The deadwood model leverages boosted regression trees with inputs such as administrative linkage data, frame data, and historical response information as inputs, to produce a propensity score representing a relative likelihood of a farm operation being out of business. Common tree splits were identified using the model and combined with expert knowledge to develop a recurring process for deadwood clean up.

National Institute for Food and Agriculture

Climate Change Classification NLP

The model classifies NIFA funded projects as climate change related or not climate related through natural language processing techniques. The model input features include text fields containing the project's title, non-technical summary, objectives, and keywords. The target is a dummy variable classification of projects as climate change related or not climate change related.

Office of Safety Security and Protection

Video Surveillance System

The Video Surveillance System: the VSS system design will include a video management system, NVRs, DVRs, encoders, fixed cameras, Pan and Tilt cameras, network switches, routers, IP cables, equipment racks and mounting hardware. The Video Surveillance System (VSS)- shall control multiple sources of video surveillance subsystems to collect, manage, and present video clearly and concisely. VMS shall integrate the capabilities of each subsystem across single or multiple sites, allowing video management of any compatible analog or digital video device through a unified configuration platform and viewer. Disparate video systems are normalized and funneled through a shared video experience. Drag and drop cameras from the Security Management System hardware tree into VMS views and leverage Security Management System alarm integration and advanced features that help the operator track a target through a set of sequential cameras with a simplified method to select a new central camera and surrounding camera views.

Office of the Chief Information Officer

Acquisition Approval Request Compliance Tool

A natural language processing (NLP) model was developed to utilize the text in procurement header and line descriptions within USDA's Integrated Acquisition System (IAS) to determine the likelihood that an award is IT-related, and therefore might require an AAR. The model uses the text characteristics for awards that have an AAR number entered into IAS and then calculates the probability of being IT-related for those procurements that did not have an AAR Number entered in IAS.

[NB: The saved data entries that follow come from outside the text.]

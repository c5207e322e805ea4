//! Built-in drug definitions, looked up by alias.

use super::Drug;
use crate::error::PKResult;
use chrono::Duration;

pub type DrugFactory = fn() -> PKResult<Drug>;

const ALIASES: &[(&[&str], DrugFactory)] = &[
    (&["estradiol", "e2"], estradiol),
    (&["estradiol gel", "estrogel", "gynokadin"], estradiol_gel),
    (&["estradiolvalerate", "estradiol valerate", "ev"], estradiol_valerate),
    (&["estradiolcypionate", "estradiol cypionate", "ecyp", "ecy", "ec"], estradiol_cypionate),
    (&["methylphenidate", "ritalin", "mph"], methylphenidate),
    (&["lisdexamphetamine", "elvanse", "lisdex", "ldx"], lisdexamphetamine),
    (&["amphetamine", "dexamphetamine"], dexamphetamine),
];

/// Resolves an alias (case-insensitive, surrounding whitespace ignored).
pub fn lookup(alias: &str) -> Option<DrugFactory> {
    let normalized = alias.trim().to_lowercase();
    ALIASES
        .iter()
        .find(|(names, _)| names.contains(&normalized.as_str()))
        .map(|(_, factory)| *factory)
}

pub fn create_drug(alias: &str) -> Option<PKResult<Drug>> {
    lookup(alias).map(|factory| factory())
}

pub fn estradiol() -> PKResult<Drug> {
    Drug::new("Estradiol", Duration::minutes(90))
}

pub fn estradiol_gel() -> PKResult<Drug> {
    Ok(Drug::new("Estradiol Gel", Duration::hours(36))?
        .with_blood_name("Estradiol")
        .with_flood_in(&[1.0, 2.0, 3.0, 2.0, 1.0])?
        .with_metabolite("Estradiol", 1.0))
}

pub fn estradiol_valerate() -> PKResult<Drug> {
    Drug::new("Estradiol valerate", Duration::hours(4 * 24 + 12))?
        .with_blood_name("Estradiol")
        .with_flood_in(&[
            1.0, 2.0, 3.0, 4.0, 5.0, 6.0, 7.0, 8.0, 8.0, 8.0, 8.0, 8.0, 8.0, 8.0, 8.0, 8.0,
            8.0, 8.0, 8.0, 8.0, 8.0, 8.0, 8.0, 8.0, 7.0, 7.0, 7.0, 7.0, 6.0, 6.0, 6.0, 6.0,
            5.0, 5.0, 5.0, 4.0, 4.0, 4.0, 3.0, 3.0, 3.0, 2.0, 2.0, 2.0, 1.0, 1.0, 0.5, 0.5,
        ])
}

pub fn estradiol_cypionate() -> PKResult<Drug> {
    let mut profile: Vec<f64> = (1..=14).map(|i| i as f64 * 0.5 + 0.5).collect();
    profile.extend(std::iter::repeat(8.0).take(34));
    profile.extend([
        7.5, 7.5, 7.0, 7.0, 7.0, 7.0, 7.0, 7.0, 6.5, 6.5, 6.0, 6.0, 6.0, 6.0, 6.0, 6.0,
        5.5, 5.5, 5.5, 5.0, 5.0, 5.0, 4.5, 4.5, 4.5, 4.0, 4.0, 4.0, 3.5, 3.5, 3.5, 3.0,
        3.0, 3.0, 2.5, 2.5, 2.5, 2.0, 2.0, 2.0, 1.5, 1.5, 1.0, 1.0, 0.5, 0.5,
    ]);
    
    Drug::new("Estradiol cypionate", Duration::days(9))?
        .with_blood_name("Estradiol")
        .with_flood_in(&profile)
}

pub fn methylphenidate() -> PKResult<Drug> {
    Drug::new("Methylphenidate", Duration::hours(3))?
        .with_flood_in(&[
            1.0, 2.0, 3.0, 4.0, 5.0, 6.0, 7.0, 7.0, 7.0, 7.0, 7.0, 7.0, 7.0, 7.0, 7.0, 7.0,
            7.0, 7.0, 7.0, 7.0, 7.0, 7.0, 7.0, 7.0, 7.0, 7.0, 7.0, 7.0, 6.0, 6.0, 6.0, 6.0,
            5.0, 5.0, 5.0, 4.0, 4.0, 4.0, 3.0, 3.0, 3.0, 2.0, 2.0, 2.0, 1.0, 1.0, 0.5, 0.5,
        ])?
        .with_flood_in_step(Duration::seconds(150))
}

/// Lag of 15 minutes, half an hour ramp, one hour plateau, 45 minute tail.
pub fn lisdexamphetamine() -> PKResult<Drug> {
    let mut profile = vec![0.0; 15];
    profile.extend((1..=30).map(|i| i as f64 / 30.0));
    profile.extend(std::iter::repeat(1.0).take(60));
    profile.extend((0..45).map(|i| (45 - i) as f64 / 45.0));
    
    Ok(Drug::new("Lisdexamphetamine", Duration::minutes(30))?
        .with_flood_in(&profile)?
        .with_flood_in_step(Duration::minutes(1))?
        .with_metabolite("Dexamphetamine", 0.296))
}

pub fn dexamphetamine() -> PKResult<Drug> {
    Drug::new("Dexamphetamine", Duration::hours(10))
}

#[cfg(test)]
mod tests {
    use super::*;
    use approx::assert_relative_eq;
    
    #[test]
    fn test_alias_lookup() {
        assert_eq!(create_drug("E2").unwrap().unwrap().name, "Estradiol");
        assert_eq!(create_drug("  Estrogel ").unwrap().unwrap().name, "Estradiol Gel");
        assert_eq!(create_drug("LDX").unwrap().unwrap().name, "Lisdexamphetamine");
        assert_eq!(create_drug("ritalin").unwrap().unwrap().name, "Methylphenidate");
        assert!(lookup("aspirin").is_none());
    }
    
    #[test]
    fn test_every_catalog_entry_builds() {
        for (names, factory) in ALIASES {
            let drug = factory().unwrap();
            assert!(drug.half_life > Duration::zero(), "{:?}", names);
            if let Some(flood_in) = &drug.flood_in {
                assert_relative_eq!(flood_in.iter().sum::<f64>(), 1.0, epsilon = 1e-9);
            }
        }
    }
    
    #[test]
    fn test_profile_lengths() {
        assert_eq!(estradiol_valerate().unwrap().flood_in.unwrap().len(), 48);
        assert_eq!(estradiol_cypionate().unwrap().flood_in.unwrap().len(), 94);
        assert_eq!(methylphenidate().unwrap().flood_in.unwrap().len(), 48);
        assert_eq!(lisdexamphetamine().unwrap().flood_in.unwrap().len(), 150);
    }
    
    #[test]
    fn test_metabolite_targets_resolve() {
        for (_, factory) in ALIASES {
            for metabolite in factory().unwrap().metabolites {
                assert!(lookup(&metabolite.target).is_some(), "{}", metabolite.target);
            }
        }
    }
}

USDA Natural Resources Conservation Service (NRCS) Snow Survey and Water Supply Forecast (SSWSF) program

Operational water supply forecasting for western US rivers

Western US water management is underpinned by forecasts of spring-summer river flow volumes made using operational hydrologic models. The USDA Natural Resources Conservation Service (NRCS) National Water and Climate Center operates the largest such forecast system regionally, carrying on a nearly century-old tradition. The NWCC recently developed a next-generation prototype for generating such operational water supply forecasts (WSFs), the multi-model machine-learning metasystem (M4), which integrates a variety of AI and other data-science technologies carefully chosen or developed to satisfy specific user needs. Required inputs are data around snow and precipitation from the NRCS Snow Survey and Water Supply Forecast program SNOTEL environmental monitoring network but are flexible. In hindcasting test-cases spanning diverse environments across the western US and Alaska, out-of-sample accuracy improved markedly over current benchmarks. Various technical design elements, including multi-model ensemble modeling, autonomous machine learning (AutoML), hyperparameter pre-calibration, and theory-guided data science, collectively permitted automated training and operation. Live operational testing at a subset of sites additionally demonstrated logistical feasibility of workflows, as well as geophysical explainability of results in terms of known hydroclimatic processes, belying the black-box reputation of machine learning and enabling relatable forecast storylines for NRCS customers.